*** Begin section ***

#[test]
fn test_roundtrip_keeps_every_item_field() {
    let map = sample_map();
    let dir = tempfile::tempdir().unwrap();
    save_map(&map, dir.path()).unwrap();
    let (loaded, _) = load_map(dir.path(), &strict_options()).unwrap();

    let mut kinds: Vec<ItemKind> = map.items().map(|(_, item)| item.kind()).collect();
    kinds.sort_by_key(|kind| kind.tag());
    kinds.dedup();
    assert_eq!(kinds.len(), ItemKind::ALL.len(), "jeder Item-Typ ist vertreten");

    for (_, original) in map.items() {
        let id = loaded.item_by_uid(original.uid).unwrap();
        let item = loaded.item(id).unwrap();
        assert_eq!(item.bounding_box, original.bounding_box, "{:?}", item.kind());
        assert_eq!(item.view_distance(), original.view_distance());
        assert_eq!(item.data.flags(), original.data.flags());
        let owner_uid = |m: &Map, owner: Owner| match owner {
            Owner::Root => None,
            Owner::Compound(id) => m.item(id).map(|compound| compound.uid),
        };
        assert_eq!(owner_uid(&loaded, item.owner()), owner_uid(&map, original.owner()));
        assert_eq!(
            detached(&loaded, item),
            detached(&map, original),
            "Feldunterschied bei {:?} {:#x}",
            item.kind(),
            item.uid
        );
    }

    let service = loaded
        .items()
        .find_map(|(_, item)| match &item.data {
            ItemData::Service(service) => Some(service),
            _ => None,
        })
        .unwrap();
    assert_eq!(service.service_type(), ServiceType::Garage);
    let model = loaded
        .items()
        .find_map(|(_, item)| match &item.data {
            ItemData::Model(model) if model.is_detail() => Some(model),
            _ => None,
        })
        .unwrap();
    assert_relative_eq!(model.scale().y, 0.75);
    let mover = loaded
        .items()
        .find_map(|(_, item)| match &item.data {
            ItemData::Mover(mover) => Some(mover),
            _ => None,
        })
        .unwrap();
    assert_eq!(mover.shape.lengths.len(), 2);
    assert_relative_eq!(mover.speed(), 2.5);

    for (_, original) in map.nodes() {
        let node = loaded.node(loaded.node_by_uid(original.uid).unwrap()).unwrap();
        assert_eq!(node.fixed_position(), original.fixed_position());
        assert_eq!(node.rotation, original.rotation);
        assert_eq!(node.is_red(), original.is_red());
        let slot_uid = |m: &Map, slot: Option<crate::core::ItemId>| {
            slot.and_then(|id| m.item(id)).map(|item| item.uid)
        };
        assert_eq!(slot_uid(&loaded, node.forward()), slot_uid(&map, original.forward()));
        assert_eq!(slot_uid(&loaded, node.backward()), slot_uid(&map, original.backward()));
    }
}

#[test]
fn test_roundtrip_keeps_kind_specific_fields() {
    let map = sample_map();
    let dir = tempfile::tempdir().unwrap();
    save_map(&map, dir.path()).unwrap();
    let (loaded, _) = load_map(dir.path(), &strict_options()).unwrap();

    let roads: Vec<_> = loaded
        .items()
        .filter_map(|(_, item)| match &item.data {
            ItemData::Road(road) if road.look == token("road1") => Some(road),
            _ => None,
        })
        .collect();
    assert_eq!(roads.len(), 1);
    let road = roads[0];
    assert_relative_eq!(road.terrain_size(), 4.0);
    assert_eq!(road.left_terrain.materials, vec![token("grass")]);
    assert_eq!(road.left_terrain.cell(0, 0), Some(1));
    assert_relative_eq!(road.length(), 30.0, epsilon = 1e-3);

    let trigger = loaded
        .items()
        .find_map(|(_, item)| match &item.data {
            ItemData::Trigger(trigger) => Some(trigger),
            _ => None,
        })
        .unwrap();
    assert!(trigger.is_closed());
    assert_eq!(trigger.actions[0].name, token("hud_parking"));
    assert_eq!(trigger.actions[0].parameters, vec![1.5, 2.0]);

    let prefab = loaded
        .items()
        .find_map(|(_, item)| match &item.data {
            ItemData::Prefab(prefab) => Some(prefab),
            _ => None,
        })
        .unwrap();
    assert_eq!(prefab.shape.slaves.len(), 2);
    assert!(prefab.shape.slaves.iter().all(|slave| slave.is_resolved()));

    let compound = loaded
        .items()
        .find_map(|(_, item)| match &item.data {
            ItemData::Compound(compound) => Some(compound),
            _ => None,
        })
        .unwrap();
    assert_eq!(compound.items.len(), 2);
    assert_eq!(compound.nodes.len(), 3);
    let child_road = compound
        .items
        .iter()
        .filter_map(|r| loaded.item(r.handle()))
        .find(|item| item.kind() == ItemKind::Road)
        .unwrap();
    assert_eq!(child_road.sector(), None);
}
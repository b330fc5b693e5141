//! Compound: Container-Item mit eigenem Anker, das andere Items samt ihrer
//! Nodes enthält.

use glam::Vec3;
use ts_map_primitives::FlagField;

use super::{ItemData, SingleNodeShape};
use crate::core::container::ItemContainer;
use crate::core::error::{TopologyError, TopologyResult};
use crate::core::{topology, ItemId, NodeId, Owner, Reference};

const FLAG_REFLECTION: u32 = 0;
const FLAG_HIDE_IN_UI_MAP: u32 = 1;

#[derive(Debug, Clone, PartialEq)]
pub struct Compound {
    pub shape: SingleNodeShape,
    pub flags: FlagField,
    /// Kind-Items in Speicherreihenfolge
    pub items: Vec<Reference<ItemId>>,
    /// Kind-Nodes in Speicherreihenfolge
    pub nodes: Vec<Reference<NodeId>>,
}

impl Compound {
    pub fn new(anchor: NodeId) -> Self {
        Self {
            shape: SingleNodeShape {
                node: anchor.into(),
            },
            flags: FlagField::default(),
            items: Vec::new(),
            nodes: Vec::new(),
        }
    }

    /// Legt ein leeres Compound an; Kinder werden über
    /// [`crate::core::CompoundScope`] eingefügt.
    pub fn add<C: ItemContainer + ?Sized>(container: &mut C, position: Vec3) -> TopologyResult<ItemId> {
        if let Owner::Compound(parent) = container.owner() {
            let uid = container.map_mut().item_entry(parent)?.uid;
            return Err(TopologyError::NestedCompound(uid));
        }
        topology::add_single_node(container, position, |shape| {
            ItemData::Compound(Compound {
                shape,
                flags: FlagField::default(),
                items: Vec::new(),
                nodes: Vec::new(),
            })
        })
    }

    pub fn reflection(&self) -> bool {
        self.flags.get(FLAG_REFLECTION)
    }

    pub fn set_reflection(&mut self, value: bool) {
        self.flags.set(FLAG_REFLECTION, value);
    }

    pub fn hide_in_ui_map(&self) -> bool {
        self.flags.get(FLAG_HIDE_IN_UI_MAP)
    }

    pub fn set_hide_in_ui_map(&mut self, value: bool) {
        self.flags.set(FLAG_HIDE_IN_UI_MAP, value);
    }
}
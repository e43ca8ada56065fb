//! # Signscribe
//!
//! A fingerspelling session engine that turns a live stream of hand-pose
//! observations into committed text.
//!
//! ## Overview
//!
//! Per-frame hand keypoints (from an external tracker such as MediaPipe
//! Hands) are normalized into a pose-invariant feature vector, classified
//! into a symbol from a fixed alphabet, and debounced into a running
//! sentence: a symbol becomes permanent only when the hand leaves the frame.
//!
//! ## Quick Start
//!
//! ```no_run
//! use signscribe::classify::CentroidModel;
//! use signscribe::replay::{FrameLog, ReplayTracker};
//! use signscribe::session::SessionController;
//! use signscribe::time::Timestamp;
//!
//! let model = CentroidModel::load("model.json", 42).expect("load model");
//! let mut session = SessionController::new(ReplayTracker, model, 1.0);
//!
//! let log = FrameLog::load("frames.json").expect("load frames");
//! for frame in &log.frames {
//!     let snapshot = session.handle_frame(frame, Timestamp::from_secs(frame.elapsed_secs));
//!     println!("pending={:?} sentence={}", snapshot.pending, snapshot.committed_text);
//! }
//! ```
//!
//! ## Architecture
//!
//! The system is organized into the following modules:
//!
//! - [`landmark`]: Keypoint types and translation/scale normalization
//! - [`alphabet`]: The fixed, ordered symbol alphabet
//! - [`classify`]: Classifier contract and the bundled nearest-centroid model
//! - [`tracking`]: Hand-tracker contract and frame mirroring
//! - [`session`]: Rate limiting, presence debouncing, sentence assembly,
//!   and the per-frame orchestration entry point
//! - [`correction`]: On-demand grammar correction via an external model
//! - [`replay`]: Frame-log format and offline replay driver
//! - [`time`]: Monotonic timestamps
//! - [`app`]: CLI and configuration management
//!
//! ## Frame Pipeline
//!
//! ```text
//! ┌───────────┐   ┌────────────┐   ┌────────────┐   ┌────────────┐
//! │   Frame   │──▶│    Rate    │──▶│  Landmark  │──▶│   Symbol   │
//! │ (tracker) │   │  Limiter   │   │ Normalizer │   │ Classifier │
//! └───────────┘   └────────────┘   └────────────┘   └────────────┘
//!                                                          │
//!                                                          ▼
//! ┌───────────┐   ┌────────────┐                    ┌────────────┐
//! │ Snapshot  │◀──│  Sentence  │◀───── commit ──────│  Presence  │
//! │  Output   │   │ Assembler  │   (hand departed)  │ Debouncer  │
//! └───────────┘   └────────────┘                    └────────────┘
//! ```

pub mod time;
pub mod alphabet;
pub mod landmark;
pub mod classify;
pub mod tracking;
pub mod session;
pub mod correction;
pub mod replay;
pub mod app;

// Re-export commonly used types
pub use alphabet::{Alphabet, Symbol};
pub use landmark::{normalize, FeatureVector, HandObservation, Handedness, Keypoint};
pub use session::{FrameSnapshot, SessionController, SharedSession};
pub use time::Timestamp;

/// Result type alias for the session engine
pub type Result<T> = std::result::Result<T, Error>;

/// Error types for the session engine
#[derive(Debug, thiserror::Error)]
pub enum Error {
    /// Normalization input collapsed to a single point; recovered locally by
    /// skipping that hand's classification for the current frame.
    #[error("degenerate hand geometry: all keypoints coincide with the anchor")]
    DegenerateGeometry,

    /// Frame input that must be rejected before any session state mutates.
    #[error("malformed frame: {0}")]
    MalformedFrame(String),

    /// The corrector was asked to correct empty text.
    #[error("no input text provided for correction")]
    NoInputProvided,

    /// The external grammar-correction call failed.
    #[error("grammar correction failed: {0}")]
    CorrectionFailure(String),

    #[error("configuration error: {0}")]
    Config(String),

    #[error("IO error: {0}")]
    Io(#[from] std::io::Error),

    #[error("serialization error: {0}")]
    Serialization(#[from] serde_json::Error),
}
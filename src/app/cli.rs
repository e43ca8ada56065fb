//! Command-Line Interface

use clap::{Parser, Subcommand};
use std::path::PathBuf;

/// Signscribe - Fingerspelling session engine
#[derive(Parser, Debug)]
#[command(name = "signscribe")]
#[command(author, version, about, long_about = None)]
pub struct Cli {
    /// Subcommand to run
    #[command(subcommand)]
    pub command: Commands,

    /// Enable verbose output
    #[arg(short, long, global = true)]
    pub verbose: bool,

    /// Config file path
    #[arg(short, long, global = true)]
    pub config: Option<PathBuf>,
}

/// Available commands
#[derive(Subcommand, Debug)]
pub enum Commands {
    /// Replay a recorded frame log through a session
    Run {
        /// Input frame log (JSON)
        #[arg(short, long)]
        input: PathBuf,

        /// Centroid model file (JSON templates)
        #[arg(short, long)]
        model: PathBuf,

        /// Override the configured capture interval (seconds)
        #[arg(long)]
        interval: Option<f64>,

        /// Print the final snapshot as JSON
        #[arg(long)]
        json: bool,
    },

    /// Send text to the grammar corrector
    Correct {
        /// Text to correct
        text: String,

        /// Override the configured corrector endpoint
        #[arg(short, long)]
        endpoint: Option<String>,
    },

    /// Validate a frame log
    Validate {
        /// Frame log to check
        input: PathBuf,
    },

    /// Initialize configuration
    Init {
        /// Force overwrite existing config
        #[arg(short, long)]
        force: bool,
    },

    /// Manage configuration
    Config {
        #[command(subcommand)]
        action: ConfigAction,
    },
}

/// Config subcommand actions
#[derive(Subcommand, Debug)]
pub enum ConfigAction {
    /// Show the effective configuration
    Show,
    /// Print the default config file path
    Path,
}

impl Cli {
    /// Parse command-line arguments
    pub fn parse_args() -> Self {
        Self::parse()
    }
}
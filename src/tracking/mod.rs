//! Hand-tracker contract
//!
//! The tracking model (MediaPipe Hands or equivalent) is an external
//! collaborator. The session only needs two things from a frame source: a
//! way to mirror a frame horizontally, and a way to extract zero or more
//! hand observations from it.

use crate::landmark::HandObservation;

/// Horizontal mirroring. The session controller flips every frame before
/// tracking so a front-facing camera's left/right matches what the user sees
/// on screen.
pub trait Mirror {
    fn mirrored(&self) -> Self;
}

/// Detects hands in a frame. Returns zero or more observations, each with a
/// fixed keypoint count determined by the tracking model.
pub trait HandTracker {
    type Frame;

    fn detect_hands(&mut self, frame: &Self::Frame) -> Vec<HandObservation>;
}
//! Landmark Normalization
//!
//! Converts a raw ordered keypoint sequence into a translation- and
//! scale-invariant feature vector. The wrist anchor (index 0) is subtracted
//! from every point, the offsets are flattened in keypoint order, and the
//! result is divided by its maximum absolute value. Max-abs scaling (rather
//! than a geometric norm) keeps a single outlier joint from dominating the
//! whole vector.

use crate::landmark::types::{FeatureVector, Keypoint};
use crate::{Error, Result};

/// Normalize a hand's keypoints into a classifier-ready feature vector.
///
/// Pure function. Fails with [`Error::DegenerateGeometry`] when every
/// keypoint coincides with the anchor (max-abs is zero, so scaling is
/// undefined); empty input is treated the same way.
pub fn normalize(keypoints: &[Keypoint]) -> Result<FeatureVector> {
    let Some(anchor) = keypoints.first() else {
        return Err(Error::DegenerateGeometry);
    };
    let (bx, by) = (anchor.x, anchor.y);

    let mut values = Vec::with_capacity(keypoints.len() * 2);
    for kp in keypoints {
        values.push(kp.x - bx);
        values.push(kp.y - by);
    }

    let max_abs = values.iter().fold(0.0_f32, |m, v| m.max(v.abs()));
    if max_abs == 0.0 {
        return Err(Error::DegenerateGeometry);
    }

    for v in &mut values {
        *v /= max_abs;
    }
    Ok(FeatureVector::from_values(values))
}
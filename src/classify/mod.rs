//! Symbol classification
//!
//! The trained pose model is opaque to the session engine: anything that maps
//! a feature vector to exactly one alphabet symbol satisfies the contract.
//! [`CentroidModel`] is the bundled default, a nearest-centroid matcher over
//! per-class template vectors.

pub mod centroid;

pub use centroid::CentroidModel;

use crate::alphabet::Symbol;
use crate::landmark::FeatureVector;

/// Maps a feature vector to a symbol from the fixed alphabet.
///
/// Input width must match the model's trained width. Models with a fixed
/// width report it through [`feature_width`](Self::feature_width) so callers
/// can reject mismatched input up front instead of per frame.
pub trait SymbolClassifier {
    fn classify(&self, features: &FeatureVector) -> Symbol;

    /// Trained input width, if the model has a fixed one
    fn feature_width(&self) -> Option<usize> {
        None
    }
}
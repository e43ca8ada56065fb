//! Capture Rate Limiting
//!
//! Hand tracking and classifier inference are expensive per frame, so
//! classification runs at a fixed ceiling (default 1 Hz) independent of the
//! caller's frame rate. A rejected frame is a pure no-op for the session,
//! not an error.

use crate::time::Timestamp;

/// Enforces a minimum wall-clock interval between classifier invocations.
#[derive(Debug, Clone, Copy)]
pub struct CaptureRateLimiter {
    interval_secs: f64,
}

impl CaptureRateLimiter {
    /// Create with the minimum interval between captures, in seconds.
    pub fn new(interval_secs: f64) -> Self {
        Self { interval_secs }
    }

    /// Configured interval in seconds
    pub fn interval_secs(&self) -> f64 {
        self.interval_secs
    }

    /// True iff enough time has passed since the last successful capture.
    /// `last` is `None` before the first capture, so the first frame always
    /// passes.
    pub fn should_capture(&self, now: Timestamp, last: Option<Timestamp>) -> bool {
        match last {
            Some(last) => now.secs_since(last) >= self.interval_secs,
            None => true,
        }
    }
}
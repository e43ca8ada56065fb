//! Signscribe - Fingerspelling session engine
//!
//! Replays hand-tracking frame logs through the symbol-assembly state
//! machine and talks to the grammar-correction service.

use signscribe::alphabet::Alphabet;
use signscribe::app::cli::{Cli, Commands, ConfigAction};
use signscribe::app::config::Config;
use signscribe::classify::CentroidModel;
use signscribe::correction::{HttpCorrector, TextCorrector};
use signscribe::replay::{replay_log, FrameLog};
use std::path::PathBuf;
use tracing::info;
use tracing_subscriber::EnvFilter;

fn main() -> anyhow::Result<()> {
    // Parse CLI arguments first so we can use --verbose to set log level
    let cli = Cli::parse_args();

    // Initialize tracing (--verbose enables debug-level output)
    let default_level = if cli.verbose { "debug" } else { "info" };
    tracing_subscriber::fmt()
        .with_env_filter(
            EnvFilter::try_from_default_env().unwrap_or_else(|_| EnvFilter::new(default_level)),
        )
        .init();

    // Load config
    let config = if let Some(path) = &cli.config {
        Config::load(path)?
    } else {
        Config::load_default()?
    };

    match cli.command {
        Commands::Run {
            input,
            model,
            interval,
            json,
        } => {
            run_replay(&input, &model, interval, json, &config)?;
        }
        Commands::Correct { text, endpoint } => {
            run_correct(&text, endpoint, &config)?;
        }
        Commands::Validate { input } => {
            run_validate(&input)?;
        }
        Commands::Init { force } => {
            run_init(force, &config)?;
        }
        Commands::Config { action } => {
            run_config(action, &config)?;
        }
    }

    Ok(())
}

fn run_replay(
    input: &PathBuf,
    model_path: &PathBuf,
    interval: Option<f64>,
    json: bool,
    config: &Config,
) -> anyhow::Result<()> {
    let log = FrameLog::load(input)?;
    info!(
        name = %log.metadata.name,
        frames = log.metadata.frame_count,
        "loaded frame log"
    );

    let alphabet = Alphabet::from_charset(&config.session.alphabet)?;
    let model = CentroidModel::load(model_path, config.feature_width())?;
    model.validate_alphabet(&alphabet)?;
    info!(classes = model.class_count(), "loaded centroid model");

    let interval = interval.unwrap_or(config.session.capture_interval_secs);
    let summary = replay_log(&log, model, interval)?;

    if json {
        println!("{}", serde_json::to_string_pretty(&summary.final_snapshot)?);
    } else {
        println!(
            "Processed {} frames, committed {} symbols",
            summary.frames_processed, summary.commits
        );
        println!("Sentence: {}", summary.final_snapshot.committed_text);
        if let Some(pending) = summary.final_snapshot.pending {
            println!("Pending:  {pending}");
        }
    }
    Ok(())
}

fn run_correct(text: &str, endpoint: Option<String>, config: &Config) -> anyhow::Result<()> {
    let endpoint = endpoint.unwrap_or_else(|| config.correction.endpoint.clone());
    let corrector = HttpCorrector::new(
        endpoint,
        config.correction.max_length,
        config.correction.timeout_secs,
    )?;

    let rt = tokio::runtime::Runtime::new()?;
    let corrected = rt.block_on(corrector.correct(text))?;
    println!("{corrected}");
    Ok(())
}

fn run_validate(input: &PathBuf) -> anyhow::Result<()> {
    let log = FrameLog::load(input)?;
    log.validate()?;
    println!(
        "OK: {} frames, {} keypoints per hand (format {})",
        log.metadata.frame_count, log.metadata.keypoint_count, log.metadata.format_version
    );
    Ok(())
}

fn run_init(force: bool, config: &Config) -> anyhow::Result<()> {
    let path = Config::default_path();
    if path.exists() && !force {
        anyhow::bail!(
            "config already exists at {} (use --force to overwrite)",
            path.display()
        );
    }
    config.save(&path)?;
    println!("Wrote config to {}", path.display());
    Ok(())
}

fn run_config(action: ConfigAction, config: &Config) -> anyhow::Result<()> {
    match action {
        ConfigAction::Show => {
            println!("{}", config.to_toml()?);
        }
        ConfigAction::Path => {
            println!("{}", Config::default_path().display());
        }
    }
    Ok(())
}
//! Nearest-Centroid Pose Model
//!
//! A minimal stand-in for the trained neural classifier: each alphabet class
//! is represented by one template feature vector (the centroid of its
//! training examples), and classification picks the class with the smallest
//! squared Euclidean distance. Templates are loaded from a JSON file.

use crate::alphabet::Symbol;
use crate::classify::SymbolClassifier;
use crate::landmark::FeatureVector;
use crate::{Error, Result};
use serde::{Deserialize, Serialize};
use std::path::Path;

/// One class template as stored on disk
#[derive(Debug, Clone, Serialize, Deserialize)]
pub struct CentroidTemplate {
    /// The symbol this template classifies to
    pub symbol: char,
    /// Centroid feature vector (same width as the normalizer's output)
    pub features: Vec<f32>,
}

/// Nearest-centroid classifier over per-class template vectors.
#[derive(Debug, Clone)]
pub struct CentroidModel {
    templates: Vec<(Symbol, Vec<f32>)>,
    width: usize,
}

impl CentroidModel {
    /// Build from templates, validating that every template has the expected
    /// feature width and that no class appears twice. A width mismatch is a
    /// fatal configuration error, not a per-frame condition.
    pub fn from_templates(templates: Vec<CentroidTemplate>, expected_width: usize) -> Result<Self> {
        if templates.is_empty() {
            return Err(Error::Config("centroid model has no templates".to_string()));
        }
        let mut seen = Vec::with_capacity(templates.len());
        for t in &templates {
            if t.features.len() != expected_width {
                return Err(Error::Config(format!(
                    "template '{}' has width {}, classifier expects {}",
                    t.symbol,
                    t.features.len(),
                    expected_width
                )));
            }
            if seen.contains(&t.symbol) {
                return Err(Error::Config(format!(
                    "duplicate template for symbol '{}'",
                    t.symbol
                )));
            }
            seen.push(t.symbol);
        }
        Ok(Self {
            templates: templates
                .into_iter()
                .map(|t| (Symbol(t.symbol), t.features))
                .collect(),
            width: expected_width,
        })
    }

    /// Load templates from a JSON file
    pub fn load(path: impl AsRef<Path>, expected_width: usize) -> Result<Self> {
        let content = std::fs::read_to_string(path)?;
        let templates: Vec<CentroidTemplate> = serde_json::from_str(&content)?;
        Self::from_templates(templates, expected_width)
    }

    /// Check that every template's symbol belongs to the configured
    /// alphabet. A model emitting symbols outside the alphabet is a fatal
    /// configuration mismatch.
    pub fn validate_alphabet(&self, alphabet: &crate::alphabet::Alphabet) -> Result<()> {
        for (symbol, _) in &self.templates {
            if alphabet.position(*symbol).is_none() {
                return Err(Error::Config(format!(
                    "model symbol '{}' is not in the configured alphabet",
                    symbol
                )));
            }
        }
        Ok(())
    }

    /// Trained feature width
    pub fn width(&self) -> usize {
        self.width
    }

    /// Number of classes
    pub fn class_count(&self) -> usize {
        self.templates.len()
    }

    fn squared_distance(a: &[f32], b: &[f32]) -> f32 {
        a.iter().zip(b).map(|(x, y)| (x - y) * (x - y)).sum()
    }
}

impl SymbolClassifier for CentroidModel {
    fn classify(&self, features: &FeatureVector) -> Symbol {
        // templates are non-empty by construction
        self.templates
            .iter()
            .min_by(|(_, a), (_, b)| {
                let da = Self::squared_distance(a, features.values());
                let db = Self::squared_distance(b, features.values());
                da.partial_cmp(&db).unwrap_or(std::cmp::Ordering::Equal)
            })
            .map(|(sym, _)| *sym)
            .expect("centroid model has at least one template")
    }

    fn feature_width(&self) -> Option<usize> {
        Some(self.width)
    }
}
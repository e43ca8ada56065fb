//! Grammar correction
//!
//! The corrector is an external collaborator invoked on demand with a
//! snapshot of the committed text, never automatically and never retried.
//! It is opaque and possibly non-idempotent; the only contract is "some
//! corrected string for non-empty input, an error otherwise".

pub mod http;

pub use http::HttpCorrector;

use crate::Result;

/// Narrow capability interface over the grammar-correction model.
pub trait TextCorrector {
    /// Correct the given text. Fails with
    /// [`Error::NoInputProvided`](crate::Error::NoInputProvided) on empty
    /// input and [`Error::CorrectionFailure`](crate::Error::CorrectionFailure)
    /// on any internal error.
    fn correct(&self, text: &str) -> impl std::future::Future<Output = Result<String>> + Send;
}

*** End section ***

Description of the task:
Provide every line from the material that contains the word "push".

Answer for the task:
        values.push(kp.x - bx);
        values.push(kp.y - by);
            seen.push(t.symbol);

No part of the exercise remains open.